> PROBLEM DESCRIPTION: Report every line of the entries that contains the word "open".

> DATASET EXTRACT:
○ ○ ○

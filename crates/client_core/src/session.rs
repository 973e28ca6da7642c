//! Login and registration pages: form submission, flash messages and the
//! warning banner that hides itself after a few seconds.

use std::{
    sync::{Arc, Mutex, PoisonError},
    time::Duration,
};

use shared::{
    domain::Navigation,
    protocol::{LoginRequest, RegistrationRequest},
};
use tokio::sync::broadcast;
use tracing::{debug, error, info, warn};

use crate::{
    error::ClientError,
    scheduler::{ScheduledTask, Scheduler},
    transport::MessagingApi,
    validation::{fields, FormConfig, LiveForm},
    ClientEvent,
};

pub const BANNER_DURATION: Duration = Duration::from_millis(3000);
pub const FLASH_DURATION: Duration = Duration::from_millis(5000);
pub const UNKNOWN_ERROR: &str = "An unknown error occurred.";
pub const REGISTRATION_FAILED: &str = "Registration failed. Please try again.";

#[derive(Debug, Clone, Copy, PartialEq, Eq)]
pub enum BannerKind {
    Warning,
    Success,
}

#[derive(Debug, Clone, PartialEq, Eq)]
pub struct Banner {
    pub kind: BannerKind,
    pub message: String,
}

impl Banner {
    pub fn warning(message: impl Into<String>) -> Self {
        Self {
            kind: BannerKind::Warning,
            message: message.into(),
        }
    }

    pub fn success(message: impl Into<String>) -> Self {
        Self {
            kind: BannerKind::Success,
            message: message.into(),
        }
    }
}

/// One-shot messages the server hands to the login page after a redirect.
#[derive(Debug, Clone, Copy, PartialEq, Eq)]
pub enum Flash {
    RegistrationSucceeded,
    SessionExpired,
}

impl Flash {
    pub fn message(self) -> &'static str {
        match self {
            Self::RegistrationSucceeded => "Registration successful!",
            Self::SessionExpired => "Your session has expired. Please log in again.",
        }
    }

    pub fn from_message(message: &str) -> Option<Self> {
        [Self::RegistrationSucceeded, Self::SessionExpired]
            .into_iter()
            .find(|flash| flash.message() == message.trim())
    }

    fn banner(self) -> Banner {
        match self {
            Self::RegistrationSucceeded => Banner::success(self.message()),
            Self::SessionExpired => Banner::warning(self.message()),
        }
    }
}

/// The page's single banner. A new banner replaces the visible one and
/// restarts the hide timer.
pub struct BannerSlot {
    scheduler: Scheduler,
    current: Arc<Mutex<Option<Banner>>>,
    hide: Mutex<Option<ScheduledTask>>,
    events: broadcast::Sender<ClientEvent>,
}

impl BannerSlot {
    pub fn new(scheduler: Scheduler, events: broadcast::Sender<ClientEvent>) -> Self {
        Self {
            scheduler,
            current: Arc::new(Mutex::new(None)),
            hide: Mutex::new(None),
            events,
        }
    }

    pub fn show(&self, banner: Banner, duration: Duration) {
        *self.current.lock().unwrap_or_else(PoisonError::into_inner) = Some(banner.clone());
        let _ = self.events.send(ClientEvent::Banner(Some(banner)));

        let current = Arc::clone(&self.current);
        let events = self.events.clone();
        let task = self.scheduler.schedule_once(duration, async move {
            current.lock().unwrap_or_else(PoisonError::into_inner).take();
            let _ = events.send(ClientEvent::Banner(None));
        });
        *self.hide.lock().unwrap_or_else(PoisonError::into_inner) = Some(task);
    }

    pub fn current(&self) -> Option<Banner> {
        self.current
            .lock()
            .unwrap_or_else(PoisonError::into_inner)
            .clone()
    }
}

pub struct LoginFlow {
    api: Arc<dyn MessagingApi>,
    form: LiveForm,
    banner: BannerSlot,
    events: broadcast::Sender<ClientEvent>,
}

impl LoginFlow {
    pub fn new(
        api: Arc<dyn MessagingApi>,
        scheduler: Scheduler,
        events: broadcast::Sender<ClientEvent>,
    ) -> Self {
        Self {
            api,
            form: LiveForm::new(FormConfig::login(), scheduler.clone(), events.clone()),
            banner: BannerSlot::new(scheduler, events.clone()),
            events,
        }
    }

    pub fn form(&self) -> &LiveForm {
        &self.form
    }

    pub fn banner(&self) -> Option<Banner> {
        self.banner.current()
    }

    /// Loads the login page so the server sets the CSRF cookie, then shows
    /// the flash message it handed over, if any.
    pub async fn load(&self, flash: Option<&str>) -> crate::Result<()> {
        self.api.prime_csrf().await?;
        if let Some(message) = flash {
            self.show_flash(message);
        }
        Ok(())
    }

    /// Unknown flash text is ignored.
    pub fn show_flash(&self, message: &str) -> bool {
        match Flash::from_message(message) {
            Some(flash) => {
                self.banner.show(flash.banner(), FLASH_DURATION);
                true
            }
            None => false,
        }
    }

    /// Posts the trimmed credentials. Every failure ends up in the banner.
    pub async fn submit(&self) -> Option<Navigation> {
        let snapshot = self.form.snapshot().await;
        if !snapshot.submit_enabled {
            debug!("login: submit ignored while the form is invalid");
            return None;
        }
        let request = LoginRequest {
            username: snapshot.value(fields::USERNAME).trim().to_string(),
            password: snapshot.value(fields::PASSWORD).trim().to_string(),
        };

        match self.api.login(&request).await {
            Ok(response) if response.success => {
                let target = Navigation::from_path(
                    response
                        .redirect_url
                        .as_deref()
                        .unwrap_or(&Navigation::Inbox.path()),
                );
                info!(username = %request.username, target = %target.path(), "login: succeeded");
                let _ = self.events.send(ClientEvent::Navigate(target.clone()));
                Some(target)
            }
            Ok(response) => {
                let message = response.error.unwrap_or_else(|| UNKNOWN_ERROR.to_string());
                warn!(username = %request.username, "login: rejected");
                self.banner.show(Banner::warning(message), BANNER_DURATION);
                None
            }
            Err(ClientError::Field(rejection)) => {
                warn!(username = %request.username, field = ?rejection.field, "login: rejected");
                self.banner
                    .show(Banner::warning(rejection.message), BANNER_DURATION);
                None
            }
            Err(err) => {
                error!(error = %err, "login: request failed");
                self.banner.show(Banner::warning(UNKNOWN_ERROR), BANNER_DURATION);
                None
            }
        }
    }

    pub fn go_to_registration(&self) -> Navigation {
        let _ = self.events.send(ClientEvent::Navigate(Navigation::Registration));
        Navigation::Registration
    }
}

pub struct RegistrationFlow {
    api: Arc<dyn MessagingApi>,
    form: LiveForm,
    banner: BannerSlot,
    events: broadcast::Sender<ClientEvent>,
}

impl RegistrationFlow {
    pub fn new(
        api: Arc<dyn MessagingApi>,
        scheduler: Scheduler,
        events: broadcast::Sender<ClientEvent>,
    ) -> Self {
        Self {
            api,
            form: LiveForm::new(
                FormConfig::registration(),
                scheduler.clone(),
                events.clone(),
            ),
            banner: BannerSlot::new(scheduler, events.clone()),
            events,
        }
    }

    pub fn form(&self) -> &LiveForm {
        &self.form
    }

    pub fn banner(&self) -> Option<Banner> {
        self.banner.current()
    }

    /// The server answers with a redirect to the login page on success and
    /// re-renders the registration page otherwise.
    pub async fn submit(&self) -> Option<Navigation> {
        let snapshot = self.form.snapshot().await;
        if !snapshot.submit_enabled {
            debug!("registration: submit ignored while the form is invalid");
            return None;
        }
        let request = RegistrationRequest {
            username: snapshot.value(fields::USERNAME).to_string(),
            first_name: snapshot.value(fields::FIRST_NAME).to_string(),
            last_name: snapshot.value(fields::LAST_NAME).to_string(),
            password: snapshot.value(fields::PASSWORD).to_string(),
        };

        match self.api.register(&request).await {
            Ok(Navigation::Login) => {
                info!(username = %request.username, "registration: account created");
                self.banner.show(
                    Flash::RegistrationSucceeded.banner(),
                    FLASH_DURATION,
                );
                let _ = self.events.send(ClientEvent::Navigate(Navigation::Login));
                Some(Navigation::Login)
            }
            Ok(landed_on) => {
                warn!(
                    username = %request.username,
                    landed_on = %landed_on.path(),
                    "registration: server did not accept the account"
                );
                self.banner
                    .show(Banner::warning(REGISTRATION_FAILED), FLASH_DURATION);
                None
            }
            Err(err) => {
                error!(error = %err, "registration: request failed");
                self.banner.show(Banner::warning(UNKNOWN_ERROR), BANNER_DURATION);
                None
            }
        }
    }

    pub fn go_to_login(&self) -> Navigation {
        let _ = self.events.send(ClientEvent::Navigate(Navigation::Login));
        Navigation::Login
    }
}

#[cfg(test)]
#[path = "tests/session_tests.rs"]
mod tests;
mod render;

use std::{sync::Arc, time::Duration};

use anyhow::{bail, Context, Result};
use chrono::Local;
use clap::{Args, Parser, Subcommand};
use client_core::{
    compose::{parse_reply_to, too_long_message},
    event_channel,
    format::greeting_at,
    load_settings,
    session::UNKNOWN_ERROR,
    validation::{fields, VALIDATION_DEBOUNCE},
    Autocomplete, ClientEvent, ComposeFlow, HttpMessagingApi, InboxEngine, LoginFlow,
    MessagingApi, RegistrationFlow, Scheduler, SubmitOutcome,
};
use shared::domain::ThreadId;
use tokio::sync::broadcast;
use tracing::warn;
use tracing_subscriber::EnvFilter;
use url::Url;

use render::Style;

#[derive(Parser, Debug)]
#[command(name = "messenger", about = "Terminal client for the messaging web app")]
struct Cli {
    /// Overrides `server_url` from client.toml and the environment.
    #[arg(long)]
    server_url: Option<String>,
    /// Print views as the HTML fragments the web page shows.
    #[arg(long)]
    html: bool,
    #[command(subcommand)]
    command: Command,
}

#[derive(Args, Debug)]
struct Credentials {
    #[arg(long, short)]
    username: String,
    #[arg(long, short)]
    password: String,
}

#[derive(Subcommand, Debug)]
enum Command {
    Register {
        #[arg(long)]
        username: String,
        #[arg(long)]
        first_name: String,
        #[arg(long)]
        last_name: String,
        #[arg(long)]
        password: String,
    },
    Inbox {
        #[command(flatten)]
        credentials: Credentials,
        /// Thread to open once the inbox is loaded.
        #[arg(long)]
        select: Option<i64>,
        /// Number of polls before exiting; 0 keeps polling until Ctrl-C.
        #[arg(long, default_value_t = 1)]
        polls: u32,
    },
    Send {
        #[command(flatten)]
        credentials: Credentials,
        #[arg(long)]
        to: Option<String>,
        /// Thread id, or a `/new_message/?reply_to=` URL.
        #[arg(long)]
        reply_to: Option<String>,
        content: String,
    },
    Search {
        #[command(flatten)]
        credentials: Credentials,
        query: String,
    },
    Logout {
        #[command(flatten)]
        credentials: Credentials,
    },
}

struct Session {
    api: Arc<dyn MessagingApi>,
    scheduler: Scheduler,
    events: broadcast::Sender<ClientEvent>,
}

impl Session {
    async fn login(&self, credentials: &Credentials) -> Result<()> {
        let flow = LoginFlow::new(
            Arc::clone(&self.api),
            self.scheduler.clone(),
            self.events.clone(),
        );
        flow.load(None)
            .await
            .context("failed to reach the login page")?;
        flow.form()
            .input(fields::USERNAME, credentials.username.clone())
            .await;
        flow.form()
            .input(fields::PASSWORD, credentials.password.clone())
            .await;
        settle().await;

        if flow.submit().await.is_some() {
            return Ok(());
        }
        let snapshot = flow.form().snapshot().await;
        if let Some(error) = snapshot.fields.iter().find_map(|field| field.error.clone()) {
            bail!(error);
        }
        bail!(flow
            .banner()
            .map(|banner| banner.message)
            .unwrap_or_else(|| UNKNOWN_ERROR.to_string()))
    }
}

/// Shows a failed request without ending the session.
fn report(events: &broadcast::Sender<ClientEvent>, context: &str, err: &impl std::fmt::Display) {
    warn!(error = %err, "{context}");
    let _ = events.send(ClientEvent::Error(format!("{context}: {err}")));
}

/// Waits until debounced validation has run.
async fn settle() {
    tokio::time::sleep(VALIDATION_DEBOUNCE + Duration::from_millis(20)).await;
}

fn reply_target(raw: &str) -> Option<String> {
    match Url::parse(raw) {
        Ok(url) => parse_reply_to(&url),
        Err(_) => Some(raw.to_string()),
    }
}

#[tokio::main(flavor = "current_thread")]
async fn main() -> Result<()> {
    tracing_subscriber::fmt()
        .with_env_filter(
            EnvFilter::try_from_default_env().unwrap_or_else(|_| EnvFilter::new("info")),
        )
        .init();
    let cli = Cli::parse();

    let mut settings = load_settings()?;
    if let Some(server_url) = cli.server_url {
        settings.server_url = server_url;
    }
    let api: Arc<dyn MessagingApi> = Arc::new(
        HttpMessagingApi::from_settings(&settings)
            .with_context(|| format!("invalid server url '{}'", settings.server_url))?,
    );
    let events = event_channel();
    let style = if cli.html { Style::Html } else { Style::Text };
    let renderer = render::spawn(events.subscribe(), style);
    let session = Session {
        api,
        scheduler: Scheduler::current(),
        events,
    };

    let outcome = run(&session, cli.command, settings.poll_interval()).await;

    // Let the renderer print whatever is still queued.
    tokio::task::yield_now().await;
    renderer.abort();
    outcome
}

async fn run(session: &Session, command: Command, poll_interval: Duration) -> Result<()> {
    match command {
        Command::Register {
            username,
            first_name,
            last_name,
            password,
        } => {
            let flow = RegistrationFlow::new(
                Arc::clone(&session.api),
                session.scheduler.clone(),
                session.events.clone(),
            );
            session
                .api
                .prime_csrf()
                .await
                .context("failed to reach the server")?;
            for (id, value) in [
                (fields::USERNAME, username),
                (fields::FIRST_NAME, first_name),
                (fields::LAST_NAME, last_name),
                (fields::PASSWORD, password),
            ] {
                flow.form().input(id, value).await;
            }
            settle().await;
            if flow.submit().await.is_none() {
                bail!("registration was not accepted");
            }
        }
        Command::Inbox {
            credentials,
            select,
            polls,
        } => {
            session.login(&credentials).await?;
            let greeting = greeting_at(&Local::now());
            println!("{} {}", greeting.icon(), greeting.label());

            let inbox = InboxEngine::with_poll_interval(
                Arc::clone(&session.api),
                session.scheduler.clone(),
                session.events.clone(),
                poll_interval,
            );
            let polling = inbox.start();
            if let Some(thread_id) = select {
                if let Err(err) = inbox.select_thread(ThreadId(thread_id)).await {
                    report(&session.events, "Unable to open thread", &err);
                }
            }
            if polls == 0 {
                tokio::signal::ctrl_c().await?;
            } else {
                // The first poll fires immediately.
                tokio::time::sleep(poll_interval * (polls - 1) + Duration::from_millis(500))
                    .await;
            }
            drop(polling);
        }
        Command::Send {
            credentials,
            to,
            reply_to,
            content,
        } => {
            session.login(&credentials).await?;
            let flow = ComposeFlow::new(
                Arc::clone(&session.api),
                session.scheduler.clone(),
                session.events.clone(),
            );
            let reply_to = reply_to.as_deref().and_then(reply_target);
            // A failed lookup leaves the recipient editable; the flow has
            // already reported it.
            if let Err(err) = flow.load(reply_to.as_deref()).await {
                warn!(error = %err, "send: continuing without reply pre-fill");
            }
            if let Some(to) = to {
                flow.recipient().select(&to).await;
            }
            flow.on_content_input(&content).await;

            let view = flow.snapshot().await;
            if !view.send_enabled {
                bail!(view.content_error.unwrap_or_default());
            }
            match flow.submit().await? {
                SubmitOutcome::Sent => println!("message sent"),
                SubmitOutcome::Incomplete => bail!("a recipient and message content are required"),
                SubmitOutcome::TooLong => bail!(too_long_message()),
                SubmitOutcome::Rejected(rejection) => bail!(rejection.message),
            }
        }
        Command::Search { credentials, query } => {
            session.login(&credentials).await?;
            let assistant = Autocomplete::new(
                Arc::clone(&session.api),
                session.scheduler.clone(),
                session.events.clone(),
            );
            assistant.on_input(&query).await;
            tokio::time::sleep(client_core::autocomplete::SEARCH_DEBOUNCE * 2).await;
            if !assistant.snapshot().await.open {
                println!("no users match '{query}'");
            }
        }
        Command::Logout { credentials } => {
            session.login(&credentials).await?;
            let inbox = InboxEngine::new(
                Arc::clone(&session.api),
                session.scheduler.clone(),
                session.events.clone(),
            );
            inbox.logout().await?;
        }
    }
    Ok(())
}
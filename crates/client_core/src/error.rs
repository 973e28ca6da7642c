use shared::error::FieldError;
use thiserror::Error;

#[derive(Debug, Error)]
pub enum ClientError {
    #[error("http request failed: {0}")]
    Http(#[from] reqwest::Error),
    #[error("unexpected status {status} from {path}")]
    Status { status: u16, path: String },
    #[error("session expired; log in again")]
    SessionExpired,
    #[error("request rejected: {0}")]
    Field(#[from] FieldError),
    #[error("unexpected response shape from {path}: {source}")]
    Decode {
        path: String,
        #[source]
        source: serde_json::Error,
    },
    #[error("invalid url: {0}")]
    InvalidUrl(#[from] url::ParseError),
}

impl ClientError {
    pub fn is_session_expired(&self) -> bool {
        matches!(self, Self::SessionExpired)
    }
}

pub type Result<T> = std::result::Result<T, ClientError>;
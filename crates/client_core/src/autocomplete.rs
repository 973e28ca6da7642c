//! Username search-as-you-type for the recipient field.
//!
//! Input is debounced; a superseded debounce is canceled, but a search that
//! has already been sent is never aborted. Results are applied as they
//! arrive, so a slow early search can overwrite a faster later one.

use std::{sync::Arc, time::Duration};

use shared::protocol::UserSummary;
use tokio::sync::{broadcast, Mutex};
use tracing::{debug, error};

use crate::{
    scheduler::{Debouncer, Scheduler},
    transport::MessagingApi,
    ClientEvent,
};

pub const SEARCH_DEBOUNCE: Duration = Duration::from_millis(500);
pub const MIN_QUERY_CHARS: usize = 2;

#[derive(Debug, Clone, PartialEq, Eq)]
pub struct Suggestion {
    pub username: String,
    pub label: String,
}

impl From<&UserSummary> for Suggestion {
    fn from(user: &UserSummary) -> Self {
        Self {
            username: user.username.clone(),
            label: format!(
                "{}, {} ({})",
                user.last_name, user.first_name, user.username
            ),
        }
    }
}

#[derive(Debug, Clone, Default, PartialEq, Eq)]
pub struct AutocompleteView {
    pub value: String,
    pub suggestions: Vec<Suggestion>,
    pub open: bool,
}

impl AutocompleteView {
    fn close(&mut self) {
        self.open = false;
        self.suggestions.clear();
    }
}

pub struct Autocomplete {
    api: Arc<dyn MessagingApi>,
    scheduler: Scheduler,
    debouncer: Debouncer,
    view: Mutex<AutocompleteView>,
    events: broadcast::Sender<ClientEvent>,
}

impl Autocomplete {
    pub fn new(
        api: Arc<dyn MessagingApi>,
        scheduler: Scheduler,
        events: broadcast::Sender<ClientEvent>,
    ) -> Arc<Self> {
        Arc::new(Self {
            api,
            debouncer: Debouncer::new(scheduler.clone(), SEARCH_DEBOUNCE),
            scheduler,
            view: Mutex::new(AutocompleteView::default()),
            events,
        })
    }

    pub async fn on_input(self: &Arc<Self>, value: &str) {
        let snapshot = {
            let mut view = self.view.lock().await;
            view.value = value.to_string();
            if value.is_empty() {
                view.close();
            }
            view.clone()
        };

        self.publish(snapshot);
        if value.is_empty() {
            self.debouncer.cancel();
            return;
        }

        let engine = Arc::clone(self);
        self.debouncer.trigger(async move { engine.search_current().await });
    }

    /// Sends a search for whatever the field holds once typing paused.
    async fn search_current(self: Arc<Self>) {
        let query = self.view.lock().await.value.clone();
        if query.chars().count() < MIN_QUERY_CHARS {
            debug!(query_len = query.len(), "autocomplete: query too short");
            return;
        }

        let engine = Arc::clone(&self);
        self.scheduler.spawn_detached(async move {
            match engine.api.search_users(&query).await {
                Ok(users) => engine.apply_results(&users).await,
                Err(err) => error!(
                    query = %query,
                    error = %err,
                    "autocomplete: error fetching user suggestions"
                ),
            }
        });
    }

    pub async fn apply_results(&self, users: &[UserSummary]) {
        let snapshot = {
            let mut view = self.view.lock().await;
            if users.is_empty() {
                view.close();
            } else {
                view.suggestions = users.iter().map(Suggestion::from).collect();
                view.open = true;
            }
            view.clone()
        };
        self.publish(snapshot);
    }

    pub async fn select(&self, username: &str) {
        let snapshot = {
            let mut view = self.view.lock().await;
            view.value = username.to_string();
            view.close();
            view.clone()
        };
        self.publish(snapshot);
    }

    pub async fn click_outside(&self) {
        let snapshot = {
            let mut view = self.view.lock().await;
            view.close();
            view.clone()
        };
        self.publish(snapshot);
    }

    /// Replaces the value without searching, e.g. when a reply pre-fills it.
    pub async fn set_value(&self, value: &str) {
        self.debouncer.cancel();
        let snapshot = {
            let mut view = self.view.lock().await;
            view.value = value.to_string();
            view.close();
            view.clone()
        };
        self.publish(snapshot);
    }

    pub async fn value(&self) -> String {
        self.view.lock().await.value.clone()
    }

    pub async fn snapshot(&self) -> AutocompleteView {
        self.view.lock().await.clone()
    }

    fn publish(&self, snapshot: AutocompleteView) {
        let _ = self.events.send(ClientEvent::SuggestionsUpdated(snapshot));
    }
}

#[cfg(test)]
#[path = "tests/autocomplete_tests.rs"]
mod tests;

○ ○ ○

> SOLVED PROBLEM:
        /// Thread to open once the inbox is loaded.
                    report(&session.events, "Unable to open thread", &err);
            if !assistant.snapshot().await.open {
    pub open: bool,
        self.open = false;
                view.open = true;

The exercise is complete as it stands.